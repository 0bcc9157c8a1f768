//! Position-to-vector feature conversion.
//!
//! The value network consumes a fixed-length `f32` vector per position.
//! [`FeatureConverter`] is the seam; [`OthelloFeatures`] is the converter
//! used with [`BitBoard`].

use crate::board::{BitBoard, Color, OthelloMove, Position};

/// Maps a position to a fixed-length numeric vector.
pub trait FeatureConverter<P: Position>: Clone + Send + Sync + 'static {
    /// Fixed dimensionality of the output vector.
    fn num_features(&self) -> usize;

    /// Write the features of `pos` into `out` (cleared first).
    fn convert_into(&self, pos: &P, out: &mut Vec<f32>);

    /// Convenience wrapper returning a fresh vector.
    fn convert(&self, pos: &P) -> Vec<f32> {
        let mut out = Vec::with_capacity(self.num_features());
        self.convert_into(pos, &mut out);
        out
    }
}

/// Number of features produced by [`OthelloFeatures`].
///
/// 64 black-occupancy + 64 white-occupancy + side to move + disc balance
/// + mobility balance.
pub const OTHELLO_NUM_FEATURES: usize = 64 + 64 + 3;

/// Occupancy and mobility features for Othello.
///
/// Features are absolute (not side-relative) because the network scores
/// positions from White's point of view.
#[derive(Clone, Copy, Debug, Default)]
pub struct OthelloFeatures;

impl FeatureConverter<BitBoard> for OthelloFeatures {
    fn num_features(&self) -> usize {
        OTHELLO_NUM_FEATURES
    }

    fn convert_into(&self, pos: &BitBoard, out: &mut Vec<f32>) {
        out.clear();
        out.reserve(OTHELLO_NUM_FEATURES);

        for sq in 0..64 {
            out.push(((pos.black >> sq) & 1) as f32);
        }
        for sq in 0..64 {
            out.push(((pos.white >> sq) & 1) as f32);
        }

        out.push(match pos.side_to_move() {
            Color::White => 1.0,
            Color::Black => -1.0,
        });

        out.push(pos.material_balance() as f32 / 64.0);

        let mobility = pos.legal_mask().count_ones() as f32;
        let mut flipped = *pos;
        flipped.apply_move(OthelloMove::PASS);
        let opp_mobility = flipped.legal_mask().count_ones() as f32;
        let white_mobility = match pos.side_to_move() {
            Color::White => mobility - opp_mobility,
            Color::Black => opp_mobility - mobility,
        };
        out.push(white_mobility / 32.0);

        debug_assert_eq!(out.len(), OTHELLO_NUM_FEATURES);
    }
}

#[cfg(test)]
mod tests {
    use super::*;

    #[test]
    fn test_feature_length() {
        let features = OthelloFeatures.convert(&BitBoard::new());
        assert_eq!(features.len(), OTHELLO_NUM_FEATURES);
        assert_eq!(OthelloFeatures.num_features(), OTHELLO_NUM_FEATURES);
    }

    #[test]
    fn test_initial_position_features() {
        let features = OthelloFeatures.convert(&BitBoard::new());
        let black_count: f32 = features[..64].iter().sum();
        let white_count: f32 = features[64..128].iter().sum();
        assert_eq!(black_count, 2.0);
        assert_eq!(white_count, 2.0);
        assert_eq!(features[128], -1.0); // black to move
        assert_eq!(features[129], 0.0);
        assert_eq!(features[130], 0.0); // symmetric mobility
    }

    #[test]
    fn test_convert_into_reuses_buffer() {
        let mut buf = vec![9.0; 500];
        OthelloFeatures.convert_into(&BitBoard::new(), &mut buf);
        assert_eq!(buf.len(), OTHELLO_NUM_FEATURES);
    }
}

# PROBLEM
Quote, with nothing altered, all lines from the start of the entries to the line that carries "out.reserve(OTHELLO_NUM_FEATURES);", inclusive.

# ANSWER TO THE EXERCISE
repository 0bcc9157c8a1f768
//! Position-to-vector feature conversion.
//!
//! The value network consumes a fixed-length `f32` vector per position.
//! [`FeatureConverter`] is the seam; [`OthelloFeatures`] is the converter
//! used with [`BitBoard`].

use crate::board::{BitBoard, Color, OthelloMove, Position};

/// Maps a position to a fixed-length numeric vector.
pub trait FeatureConverter<P: Position>: Clone + Send + Sync + 'static {
    /// Fixed dimensionality of the output vector.
    fn num_features(&self) -> usize;

    /// Write the features of `pos` into `out` (cleared first).
    fn convert_into(&self, pos: &P, out: &mut Vec<f32>);

    /// Convenience wrapper returning a fresh vector.
    fn convert(&self, pos: &P) -> Vec<f32> {
        let mut out = Vec::with_capacity(self.num_features());
        self.convert_into(pos, &mut out);
        out
    }
}

/// Number of features produced by [`OthelloFeatures`].
///
/// 64 black-occupancy + 64 white-occupancy + side to move + disc balance
/// + mobility balance.
pub const OTHELLO_NUM_FEATURES: usize = 64 + 64 + 3;

/// Occupancy and mobility features for Othello.
///
/// Features are absolute (not side-relative) because the network scores
/// positions from White's point of view.
#[derive(Clone, Copy, Debug, Default)]
pub struct OthelloFeatures;

impl FeatureConverter<BitBoard> for OthelloFeatures {
    fn num_features(&self) -> usize {
        OTHELLO_NUM_FEATURES
    }

    fn convert_into(&self, pos: &BitBoard, out: &mut Vec<f32>) {
        out.clear();
        out.reserve(OTHELLO_NUM_FEATURES);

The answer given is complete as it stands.